But, the evening as a whole, not just my performance, is critical of traditional gender roles. The band is taken off of the stage and arranged in a circle facing one another, inviting the audience to walk around.  This arrangement can be interpreted as “feminine” (round, circular), challenging the traditional “masculine,” or linear, performance structure which situates the entertainer raised and at the head of the room facing out, creating a hierarchy of band over audience, and then another level of hierarchy within the audience (who is closer, etc.).  The contrast of the group of male musicians in a feminine orientation and the female, me, in the more rigid cube, wearing a business shirt, painting in a traditionally “masculine” method (action painting, made famous to the general public by Jackson Pollock in the 1950s, is a violent and aggressive handling) creates a gender balance.

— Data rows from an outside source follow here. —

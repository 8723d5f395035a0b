//! Synthetic copy/paste chords
//!
//! The capture and inject steps need the focused application to perform
//! its own copy or paste. Each backend delivers the platform's
//! primary-modifier chord (Ctrl+C / Ctrl+V, or Cmd on macOS) through a
//! helper tool:
//!
//! - xdotool - X11
//! - ydotool - Wayland/TTY via uinput, requires the ydotoold daemon
//! - osascript - macOS System Events, requires Accessibility permission
//! - powershell - Windows WScript.Shell SendKeys

pub mod command;

use crate::config::{InputBackend, InputConfig};
use crate::error::InputError;
use crate::platform::Platform;
use std::sync::Arc;
use std::time::Duration;

/// The two chords the pipeline sends
#[derive(Debug, Clone, Copy, PartialEq, Eq)]
pub enum Chord {
    Copy,
    Paste,
}

impl Chord {
    /// Letter key combined with the primary modifier
    pub fn letter(&self) -> char {
        match self {
            Chord::Copy => 'c',
            Chord::Paste => 'v',
        }
    }
}

/// Trait for keyboard chord simulation
#[async_trait::async_trait]
pub trait InputSimulator: Send + Sync {
    /// Press and release primary-modifier + letter
    async fn send_chord(&self, chord: Chord) -> Result<(), InputError>;

    /// Ask the focused application to copy its selection
    async fn simulate_copy(&self) -> Result<(), InputError> {
        self.send_chord(Chord::Copy).await
    }

    /// Ask the focused application to paste the clipboard
    async fn simulate_paste(&self) -> Result<(), InputError> {
        self.send_chord(Chord::Paste).await
    }

    /// Check if the backing tool is installed
    fn is_available(&self) -> bool;

    /// Human-readable name for logging
    fn name(&self) -> &'static str;
}

/// Pick the chord backend for this platform
pub fn create_simulator(
    config: &InputConfig,
    platform: Platform,
    timeout: Duration,
) -> Arc<dyn InputSimulator> {
    let tool = match config.backend {
        InputBackend::Auto => command::ChordTool::for_platform(platform),
        InputBackend::Xdotool => command::ChordTool::Xdotool,
        InputBackend::Ydotool => command::ChordTool::Ydotool,
        InputBackend::Osascript => command::ChordTool::Osascript,
        InputBackend::Powershell => command::ChordTool::Powershell,
    };

    tracing::debug!("Using {} for copy/paste chords on {}", tool.program(), platform);
    Arc::new(command::CommandSimulator::new(tool, timeout))
}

This of challenge of gender roles and social expectations and is indicative of the sort of feminism I seek support.  Not a “no boys allowed” mentality, but rather one that strives for the definition of the word: equality of gender, and further, equality of all people.  I strive for a feminism that isn’t afraid to acknowledge and assesses what obstacles still exist, how they exist, and works to transcend the confines of the past to create a more balanced future.

For me, writing this statement is a way of acknowledging that social constructs, tendencies, “roles” still exist and that to acknowledge them empowers me to make informed decisions on how to challenge and obscure them.

I have decided on the title “CONSTANT” for my performance, in part for the scientific reference (the constant in an experimental study, the element that stays the same), but also for the definition “that which is stable.”  For me, people and our bodies are the constant, the stable. Our actions are the experiment.  Through our actions and decisions we are empowered to reconstruct our spiritual and social selves, as individuals and as a collective.

performance is tonight, august 8, at the goat farm in atlanta, 8 pm, $8

 

EMBROIDERY

art-speration, art-splanations

I have been looking up embroidery, trying to decide if this is a medium I’d like to indulge and incorporate, or if I already have enough on my plate. I feel like it’s a natural progression of where my work is at already…but sometimes my ideas move faster than my output can handle. I look back and feel like I wish I had more work to evidence each of the concepts I digested at any given point. Will my mind ever slow down? There are worse things I guess…

I found this really great place NEAR ATLANTA! called Japanese Embroidery Center – I will let them describe themselves:

“The Japanese Embroidery Center (JEC) is a nonprofit educational organization whose mission is to preserve and promote the cultural heritage of Japanese embroidery through the pursuit of Nuido™, The Way of Embroidery. The word Nuido™ is made up of two parts; Nui, or embroidery (also shishu), and Do, the way of Nui refers to the acquisition of technical skills and knowledge. Do refers to the development, and constant discovery, of the spiritual components of the art of Nuido™. Nuido™ has three aspects: the acquisition of technical skills and knowledge (rationality), the development of artistic sensitivity and awareness (sensitivity), and understanding the spiritual aspects of shishu (spirituality), resulting in a state of peace, calm, and harmony.”
http://www.japaneseembroidery.com/

I am definitely drawn to the intention and ritual, the idea of meditation before working, having a sensei, everything about it really. And good on them for getting over here and further taming the wild, American beast. An information video on the site said the hardest thing about teaching students in the States was getting them to shut up during class – we can be so obnoxious as a culture, like a toddler. –I probably, wont be able to get in and take a class until next year, but I’m glad to know it’s there for me when I’m ready.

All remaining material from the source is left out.